Following a query from someone faced with scanning a mixture of Italian and
ancient Greek. She mentions software packages I have not heard of, which I
take to be a sign of some progress at the technical end of things, or at
least more variety of choice. If you have advice for Ms Gritti, please send
it directly to her as well as to Humanist. It is time we revisited this topic!
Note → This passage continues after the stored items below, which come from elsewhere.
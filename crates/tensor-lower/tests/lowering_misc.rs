use std::sync::Arc;

use anyhow::Result;
use tensor_lower::{
    conversion::{BuiltinTypeConverter, ConversionTarget, LegalitySet, TypeConverter},
    driver::{apply_partial_conversion, ConversionReport, GreedyConfig},
    ir_utils::{tensor_spec_static, tensor_type},
    lowering::populate_misc_patterns_and_legality,
    pattern::PatternSet,
    spec::{
        BindShapeSpec, BroadcastSpec, CoreOp, DType, DimSpec, Dimension, FrontendOp, Function,
        FunctionBuilder, Instruction, Operand, Operation, SymbolicIntSpec, TensorLiteral,
        ValueType,
    },
};

fn lower(function: &mut Function) -> Result<ConversionReport> {
    let converter: Arc<dyn TypeConverter> = Arc::new(BuiltinTypeConverter);
    let mut patterns = PatternSet::new();
    let mut target = ConversionTarget::new();
    populate_misc_patterns_and_legality(
        &converter,
        &mut patterns,
        &mut target,
        &LegalitySet::all(),
    );
    Ok(apply_partial_conversion(
        function,
        &patterns.freeze(),
        &target,
        &GreedyConfig::default(),
    )?)
}

fn result_inst(function: &Function) -> &Instruction {
    function
        .defining_instruction(function.result_ids[0])
        .expect("result must be defined by an instruction")
}

fn constants(function: &Function) -> Vec<&TensorLiteral> {
    function
        .body
        .iter()
        .filter_map(|inst| match &inst.op {
            Operation::Core(CoreOp::Constant(literal)) => Some(literal),
            _ => None,
        })
        .collect()
}

#[test]
fn zeros_broadcasts_a_scalar_constant() -> Result<()> {
    let mut builder = FunctionBuilder::new();
    let size = builder.int_list(&[2, 3]);
    let dtype = builder.const_int(6);
    let layout = builder.const_none();
    let device = builder.const_none();
    let pin_memory = builder.const_bool(false);
    let zeros = builder.frontend(
        FrontendOp::Zeros,
        &[size, dtype, layout, device, pin_memory],
        tensor_type(DType::F32, &[2, 3]),
    );
    let mut function = builder.finish("zeros", vec![zeros]);

    let report = lower(&mut function)?;
    assert!(report.diagnostics.is_empty());

    let literals = constants(&function);
    assert_eq!(literals.len(), 1);
    assert_eq!(literals[0].spec, tensor_spec_static(DType::F32, &[]));
    assert_eq!(literals[0].bytes.as_ref(), &0f32.to_le_bytes());

    let broadcast = result_inst(&function);
    assert_eq!(
        broadcast.op,
        Operation::Core(CoreOp::Broadcast(BroadcastSpec {
            axes: vec![0, 1],
            sizes: vec![Dimension::Static(2), Dimension::Static(3)],
        }))
    );
    assert_eq!(broadcast.output, tensor_type(DType::F32, &[2, 3]));
    Ok(())
}

#[test]
fn ones_like_follows_input_shape() -> Result<()> {
    let mut builder = FunctionBuilder::new();
    let input = builder.add_parameter(tensor_type(DType::Si32, &[4]));
    let none = builder.const_none();
    let ones = builder.frontend(
        FrontendOp::OnesLike,
        &[input, none, none, none, none, none],
        tensor_type(DType::Si32, &[4]),
    );
    let mut function = builder.finish("ones_like", vec![ones]);

    lower(&mut function)?;

    let literals = constants(&function);
    assert_eq!(literals.len(), 1);
    assert_eq!(literals[0].bytes.as_ref(), &1i32.to_le_bytes());
    assert_eq!(result_inst(&function).output, tensor_type(DType::Si32, &[4]));
    assert!(matches!(
        result_inst(&function).op,
        Operation::Core(CoreOp::Broadcast(_))
    ));
    Ok(())
}

#[test]
fn non_strided_layout_is_declined() -> Result<()> {
    let mut builder = FunctionBuilder::new();
    let size = builder.int_list(&[2]);
    let dtype = builder.const_none();
    let layout = builder.const_int(1);
    let device = builder.const_none();
    let pin_memory = builder.const_none();
    let ones = builder.frontend(
        FrontendOp::Ones,
        &[size, dtype, layout, device, pin_memory],
        tensor_type(DType::F32, &[2]),
    );
    let mut function = builder.finish("ones_sparse", vec![ones]);
    let before = function.clone();

    let report = lower(&mut function)?;
    assert_eq!(function, before);
    assert!(report.diagnostics[0].message.contains("layout"));
    Ok(())
}

#[test]
fn zeros_like_with_memory_format_is_declined() -> Result<()> {
    let mut builder = FunctionBuilder::new();
    let input = builder.add_parameter(tensor_type(DType::F32, &[4]));
    let none = builder.const_none();
    let channels_last = builder.const_int(2);
    let zeros = builder.frontend(
        FrontendOp::ZerosLike,
        &[input, none, none, none, none, channels_last],
        tensor_type(DType::F32, &[4]),
    );
    let mut function = builder.finish("zeros_like_format", vec![zeros]);
    let before = function.clone();

    let report = lower(&mut function)?;
    assert_eq!(function, before);
    assert_eq!(report.diagnostics.len(), 1);
    assert!(report.diagnostics[0].message.contains("`memory_format`"));
    Ok(())
}

#[test]
fn size_becomes_dim_and_index_cast() -> Result<()> {
    let mut builder = FunctionBuilder::new();
    let input = builder.add_parameter(tensor_type(DType::F32, &[3, 7]));
    let dim = builder.const_int(1);
    let size = builder.frontend(FrontendOp::Size, &[input, dim], ValueType::Int);
    let mut function = builder.finish("size", vec![size]);

    lower(&mut function)?;

    let cast = result_inst(&function);
    assert_eq!(cast.op, Operation::Core(CoreOp::IndexCast(DType::Si64)));
    assert_eq!(cast.output, ValueType::Scalar(DType::Si64));
    let extent = cast.operands[0].value();
    let dim = function.defining_instruction(extent).expect("dim is emitted");
    assert_eq!(dim.op, Operation::Core(CoreOp::Dim(DimSpec { axis: 1 })));
    assert_eq!(dim.output, ValueType::Scalar(DType::Index));
    assert_eq!(function.results, vec![ValueType::Int]);
    Ok(())
}

#[test]
fn size_with_negative_dim_is_declined() -> Result<()> {
    let mut builder = FunctionBuilder::new();
    let input = builder.add_parameter(tensor_type(DType::F32, &[3, 7]));
    let dim = builder.const_int(-1);
    let size = builder.frontend(FrontendOp::Size, &[input, dim], ValueType::Int);
    let mut function = builder.finish("size_negative", vec![size]);

    let report = lower(&mut function)?;
    assert_eq!(report.diagnostics.len(), 1);
    assert_eq!(function.count_ops(|op| op.is_frontend()), 2);
    Ok(())
}

#[test]
fn integer_literal_is_reencoded_with_sign_extension() -> Result<()> {
    let source = TensorLiteral::from_i64_values(tensor_spec_static(DType::Si32, &[3]), &[-1, 2, 3])
        .expect("valid literal");
    let mut builder = FunctionBuilder::new();
    let literal = builder.frontend(
        FrontendOp::TensorLiteral(source),
        &[],
        tensor_type(DType::Si64, &[3]),
    );
    let mut function = builder.finish("literal", vec![literal]);

    lower(&mut function)?;

    let expected =
        TensorLiteral::from_i64_values(tensor_spec_static(DType::Si64, &[3]), &[-1, 2, 3])
            .expect("valid literal");
    assert_eq!(
        result_inst(&function).op,
        Operation::Core(CoreOp::Constant(expected))
    );
    Ok(())
}

#[test]
fn unsigned_literal_is_sign_extended_when_widened() -> Result<()> {
    let source = TensorLiteral::from_i64_values(tensor_spec_static(DType::Ui8, &[2]), &[255, 1])
        .expect("valid literal");
    let mut builder = FunctionBuilder::new();
    let literal = builder.frontend(
        FrontendOp::TensorLiteral(source),
        &[],
        tensor_type(DType::Si32, &[2]),
    );
    let mut function = builder.finish("unsigned_literal", vec![literal]);

    lower(&mut function)?;

    let Operation::Core(CoreOp::Constant(converted)) = &result_inst(&function).op else {
        panic!("literal must lower to a core constant");
    };
    assert_eq!(converted.to_i64_values(), Some(vec![-1, 1]));
    assert_eq!(converted.bytes.as_ref(), [(-1i32).to_le_bytes(), 1i32.to_le_bytes()].concat());
    Ok(())
}

#[test]
fn symbolic_bindings_are_carried_over() -> Result<()> {
    let mut builder = FunctionBuilder::new();
    let input = builder.add_parameter(ValueType::Tensor(tensor_spec_static(DType::F32, &[8])));
    let symbol = builder.frontend(
        FrontendOp::SymbolicInt(SymbolicIntSpec {
            name: "s0".into(),
            min: 2,
            max: 64,
        }),
        &[],
        ValueType::Int,
    );
    let bind = BindShapeSpec {
        expression: "[s0] -> (s0)".into(),
    };
    builder.frontend(
        FrontendOp::BindSymbolicShape(bind.clone()),
        &[input, symbol],
        ValueType::None,
    );
    let mut function = builder.finish("symbolic", vec![input]);

    lower(&mut function)?;

    assert_eq!(function.count_ops(|op| op.is_frontend()), 0);
    let [symbol_inst, bind_inst] = function.body.as_slice() else {
        panic!("expected two instructions, found {}", function.body.len());
    };
    assert!(matches!(
        &symbol_inst.op,
        Operation::Core(CoreOp::SymbolicInt(spec)) if spec.name == "s0"
    ));
    assert_eq!(symbol_inst.output, ValueType::Scalar(DType::Si64));
    assert_eq!(bind_inst.op, Operation::Core(CoreOp::BindSymbolicShape(bind)));
    assert_eq!(
        bind_inst.operands,
        vec![Operand::Value(input), Operand::Value(symbol_inst.id)]
    );
    Ok(())
}

#[test]
fn symbolic_int_without_core_type_is_declined() -> Result<()> {
    let mut builder = FunctionBuilder::new();
    let symbol = builder.frontend(
        FrontendOp::SymbolicInt(SymbolicIntSpec {
            name: "s0".into(),
            min: 1,
            max: 8,
        }),
        &[],
        ValueType::optional(ValueType::Int),
    );
    let mut function = builder.finish("symbolic_optional", vec![symbol]);
    let before = function.clone();

    let report = lower(&mut function)?;
    assert_eq!(function, before);
    assert_eq!(report.diagnostics.len(), 1);
    assert!(report.diagnostics[0].message.contains("has no core equivalent"));
    Ok(())
}
use std::collections::{BTreeSet, HashSet};
use std::fmt;
use std::str::FromStr;

use serde::{Deserialize, Serialize};
use thiserror::Error;

use crate::conversion::{ConversionDiagnostic, ConversionStage};
use crate::spec::{CoreOp, FrontendOp, Function, Operation};

/// Frontend operation kinds, keyed by the stable names used in legality sets.
#[derive(Debug, Clone, Copy, PartialEq, Eq, Hash, PartialOrd, Ord)]
pub enum OperationKind {
    ConstantInt,
    ConstantFloat,
    ConstantBool,
    ConstantNone,
    ListConstruct,
    TensorLiteral,
    Slice,
    Cat,
    Gather,
    IndexSelect,
    Index,
    BroadcastTo,
    Expand,
    Zeros,
    Ones,
    ZerosLike,
    OnesLike,
    Size,
    SymbolicInt,
    BindSymbolicShape,
}

impl OperationKind {
    pub const ALL: [OperationKind; 20] = [
        OperationKind::ConstantInt,
        OperationKind::ConstantFloat,
        OperationKind::ConstantBool,
        OperationKind::ConstantNone,
        OperationKind::ListConstruct,
        OperationKind::TensorLiteral,
        OperationKind::Slice,
        OperationKind::Cat,
        OperationKind::Gather,
        OperationKind::IndexSelect,
        OperationKind::Index,
        OperationKind::BroadcastTo,
        OperationKind::Expand,
        OperationKind::Zeros,
        OperationKind::Ones,
        OperationKind::ZerosLike,
        OperationKind::OnesLike,
        OperationKind::Size,
        OperationKind::SymbolicInt,
        OperationKind::BindSymbolicShape,
    ];

    /// Returns the kind of a frontend operation; core operations have none.
    pub fn from_op(op: &Operation) -> Option<Self> {
        let Operation::Frontend(op) = op else {
            return None;
        };
        let kind = match op {
            FrontendOp::ConstantInt(_) => OperationKind::ConstantInt,
            FrontendOp::ConstantFloat(_) => OperationKind::ConstantFloat,
            FrontendOp::ConstantBool(_) => OperationKind::ConstantBool,
            FrontendOp::ConstantNone => OperationKind::ConstantNone,
            FrontendOp::ListConstruct => OperationKind::ListConstruct,
            FrontendOp::TensorLiteral(_) => OperationKind::TensorLiteral,
            FrontendOp::Slice => OperationKind::Slice,
            FrontendOp::Cat => OperationKind::Cat,
            FrontendOp::Gather => OperationKind::Gather,
            FrontendOp::IndexSelect => OperationKind::IndexSelect,
            FrontendOp::Index => OperationKind::Index,
            FrontendOp::BroadcastTo => OperationKind::BroadcastTo,
            FrontendOp::Expand => OperationKind::Expand,
            FrontendOp::Zeros => OperationKind::Zeros,
            FrontendOp::Ones => OperationKind::Ones,
            FrontendOp::ZerosLike => OperationKind::ZerosLike,
            FrontendOp::OnesLike => OperationKind::OnesLike,
            FrontendOp::Size => OperationKind::Size,
            FrontendOp::SymbolicInt(_) => OperationKind::SymbolicInt,
            FrontendOp::BindSymbolicShape(_) => OperationKind::BindSymbolicShape,
        };
        Some(kind)
    }

    pub fn name(self) -> &'static str {
        match self {
            OperationKind::ConstantInt => "constant.int",
            OperationKind::ConstantFloat => "constant.float",
            OperationKind::ConstantBool => "constant.bool",
            OperationKind::ConstantNone => "constant.none",
            OperationKind::ListConstruct => "list_construct",
            OperationKind::TensorLiteral => "tensor_literal",
            OperationKind::Slice => "slice",
            OperationKind::Cat => "cat",
            OperationKind::Gather => "gather",
            OperationKind::IndexSelect => "index_select",
            OperationKind::Index => "index",
            OperationKind::BroadcastTo => "broadcast_to",
            OperationKind::Expand => "expand",
            OperationKind::Zeros => "zeros",
            OperationKind::Ones => "ones",
            OperationKind::ZerosLike => "zeros_like",
            OperationKind::OnesLike => "ones_like",
            OperationKind::Size => "size",
            OperationKind::SymbolicInt => "symbolic_int",
            OperationKind::BindSymbolicShape => "bind_symbolic_shape",
        }
    }
}

impl fmt::Display for OperationKind {
    fn fmt(&self, f: &mut fmt::Formatter<'_>) -> fmt::Result {
        f.write_str(self.name())
    }
}

impl FromStr for OperationKind {
    type Err = LegalityError;

    fn from_str(name: &str) -> Result<Self, Self::Err> {
        OperationKind::ALL
            .iter()
            .copied()
            .find(|kind| kind.name() == name)
            .ok_or_else(|| LegalityError::UnknownOpKind {
                name: name.to_string(),
            })
    }
}

/// Core operation kinds a conversion target can declare legal.
#[derive(Debug, Clone, Copy, PartialEq, Eq, Hash)]
pub enum CoreOpKind {
    Constant,
    Slice,
    Concat,
    Gather,
    GatherNd,
    Broadcast,
    ExpandDims,
    Cast,
    Dim,
    IndexCast,
    SymbolicInt,
    BindSymbolicShape,
}

impl CoreOpKind {
    pub fn from_op(op: &Operation) -> Option<Self> {
        let Operation::Core(op) = op else {
            return None;
        };
        let kind = match op {
            CoreOp::Constant(_) => CoreOpKind::Constant,
            CoreOp::Slice(_) => CoreOpKind::Slice,
            CoreOp::Concat(_) => CoreOpKind::Concat,
            CoreOp::Gather(_) => CoreOpKind::Gather,
            CoreOp::GatherNd => CoreOpKind::GatherNd,
            CoreOp::Broadcast(_) => CoreOpKind::Broadcast,
            CoreOp::ExpandDims(_) => CoreOpKind::ExpandDims,
            CoreOp::Cast(_) => CoreOpKind::Cast,
            CoreOp::Dim(_) => CoreOpKind::Dim,
            CoreOp::IndexCast(_) => CoreOpKind::IndexCast,
            CoreOp::SymbolicInt(_) => CoreOpKind::SymbolicInt,
            CoreOp::BindSymbolicShape(_) => CoreOpKind::BindSymbolicShape,
        };
        Some(kind)
    }
}

/// Immutable set of frontend kinds a caller allows to be lowered in one run.
#[derive(Debug, Clone, Default, PartialEq, Eq, Serialize, Deserialize)]
#[serde(try_from = "Vec<String>", into = "Vec<String>")]
pub struct LegalitySet {
    kinds: BTreeSet<OperationKind>,
}

impl LegalitySet {
    pub fn from_kinds(kinds: impl IntoIterator<Item = OperationKind>) -> Self {
        Self {
            kinds: kinds.into_iter().collect(),
        }
    }

    /// Every frontend kind.
    pub fn all() -> Self {
        Self::from_kinds(OperationKind::ALL)
    }

    /// Parses kind names; an unknown name rejects the whole set.
    pub fn from_names<I, S>(names: I) -> Result<Self, LegalityError>
    where
        I: IntoIterator<Item = S>,
        S: AsRef<str>,
    {
        let kinds = names
            .into_iter()
            .map(|name| name.as_ref().parse::<OperationKind>())
            .collect::<Result<BTreeSet<_>, _>>()?;
        Ok(Self { kinds })
    }

    /// Loads a set from a JSON array of kind names.
    pub fn from_json_str(src: &str) -> Result<Self, LegalityError> {
        serde_json::from_str(src).map_err(LegalityError::from)
    }

    pub fn contains(&self, kind: OperationKind) -> bool {
        self.kinds.contains(&kind)
    }

    pub fn is_empty(&self) -> bool {
        self.kinds.is_empty()
    }

    pub fn iter(&self) -> impl Iterator<Item = OperationKind> + '_ {
        self.kinds.iter().copied()
    }
}

impl TryFrom<Vec<String>> for LegalitySet {
    type Error = LegalityError;

    fn try_from(names: Vec<String>) -> Result<Self, Self::Error> {
        Self::from_names(names)
    }
}

impl From<LegalitySet> for Vec<String> {
    fn from(set: LegalitySet) -> Self {
        set.iter().map(|kind| kind.name().to_string()).collect()
    }
}

/// Caller-input errors raised while building a legality set.
#[derive(Debug, Error)]
pub enum LegalityError {
    #[error("unknown operation kind `{name}`")]
    UnknownOpKind { name: String },
    #[error("invalid legality set json: {0}")]
    Json(#[from] serde_json::Error),
}

/// Which operations must be gone after conversion and which may be produced.
#[derive(Debug, Clone, Default)]
pub struct ConversionTarget {
    legal: HashSet<CoreOpKind>,
    illegal: HashSet<OperationKind>,
}

impl ConversionTarget {
    pub fn new() -> Self {
        Self::default()
    }

    pub fn add_legal_op(&mut self, kind: CoreOpKind) -> &mut Self {
        self.legal.insert(kind);
        self
    }

    pub fn add_legal_ops(&mut self, kinds: impl IntoIterator<Item = CoreOpKind>) -> &mut Self {
        self.legal.extend(kinds);
        self
    }

    pub fn add_illegal_op(&mut self, kind: OperationKind) -> &mut Self {
        self.illegal.insert(kind);
        self
    }

    pub fn is_illegal_kind(&self, kind: OperationKind) -> bool {
        self.illegal.contains(&kind)
    }

    pub fn is_legal_kind(&self, kind: CoreOpKind) -> bool {
        self.legal.contains(&kind)
    }

    /// Returns `true` when `op` is a frontend operation this target wants converted.
    pub fn is_illegal(&self, op: &Operation) -> bool {
        OperationKind::from_op(op).is_some_and(|kind| self.is_illegal_kind(kind))
    }

    pub fn illegal_kinds(&self) -> impl Iterator<Item = OperationKind> + '_ {
        self.illegal.iter().copied()
    }
}

#[derive(Debug, Clone, Default)]
pub struct LegalityReport {
    pub diagnostics: Vec<ConversionDiagnostic>,
}

impl LegalityReport {
    pub fn is_ok(&self) -> bool {
        self.diagnostics.is_empty()
    }
}

/// Lists operations the target still considers illegal, plus core operations it never declared.
pub fn check_function_legality(
    function: &Function,
    target: &ConversionTarget,
) -> Result<(), LegalityReport> {
    let mut report = LegalityReport::default();

    for (idx, inst) in function.body.iter().enumerate() {
        if let Some(kind) = OperationKind::from_op(&inst.op) {
            if target.is_illegal_kind(kind) {
                report.diagnostics.push(ConversionDiagnostic::new(
                    ConversionStage::Legalize,
                    Some(function.name.clone()),
                    Some(idx),
                    format!("frontend operation `{kind}` was not converted"),
                ));
            }
        }
        if let Some(kind) = CoreOpKind::from_op(&inst.op) {
            if !target.is_legal_kind(kind) {
                report.diagnostics.push(ConversionDiagnostic::new(
                    ConversionStage::Legalize,
                    Some(function.name.clone()),
                    Some(idx),
                    format!("core operation {kind:?} is not legal for this target"),
                ));
            }
        }
    }

    if report.is_ok() {
        Ok(())
    } else {
        Err(report)
    }
}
>From: "Gritti Elena" <e.gritti@libero.it>
>>Date: Sun, 8 Feb 2004 23:53:49 +0100
>Dear Prof. McCarty,
>my name is Elena Gritti and on January I submitted a Ph.D. dissertation
>about Exegesis and dialectic in Proclus' philosophical thought and works
>to the Faculty of Philosophy at the State University of Milan, Italy.
>Since I know the Humanist Discussion Group, if you don't mind I would like
>to ask you a technical advice. Recently I joined a project which involves
>the necessity of scanning pages that are written in italian mixed with
>ancient greek; there are also greek fragments, often corrupted, and
>critical apparatus. I've found that exist some OCR software such as
>FineReader 7.0, Anagnostis 4.0 and the last releases of Omnipage Pro.
>What is, in your opinion, the best and most effective way to solve the
>I would be very grateful to you for your advice.
>Yours sincerely,
>Elena Gritti

Dr Willard McCarty | Senior Lecturer | Centre for Computing in the
Humanities | King's College London | Strand | London WC2R 2LS || +44 (0)20
7848-2784 fax: -2980 || willard.mccarty@kcl.ac.uk

         Date: Tue, 10 Feb 2004 08:46:56 +0000
         From: n.thieberger@LINGUISTICS.UNIMELB.EDU.AU
         Subject: theoretical shift

I am a field linguist and my recently submitted PhD dissertation was a
grammar of a previously undescribed language which included an audio corpus
of some 18 hours of linked text and media. Most of the 840-odd example
sentences are playable, as are seven example texts. This work arises out of
the discussion on language documentation that has been receiving some
coverage in the past few years.

Reflecting on the process of presenting this data I consider that there is
a distinct shift in the authority of a grammar written with citable audio
sources compared to a grammar in which sentences are provided with no
source. When a corpus is citable it can be used as the basis for any claims
made about the grammar of the language. The data is given in a form that
can be accessed by others and so can be used to test claims and to provide
additional analysis that may no have been considered in the analytical work.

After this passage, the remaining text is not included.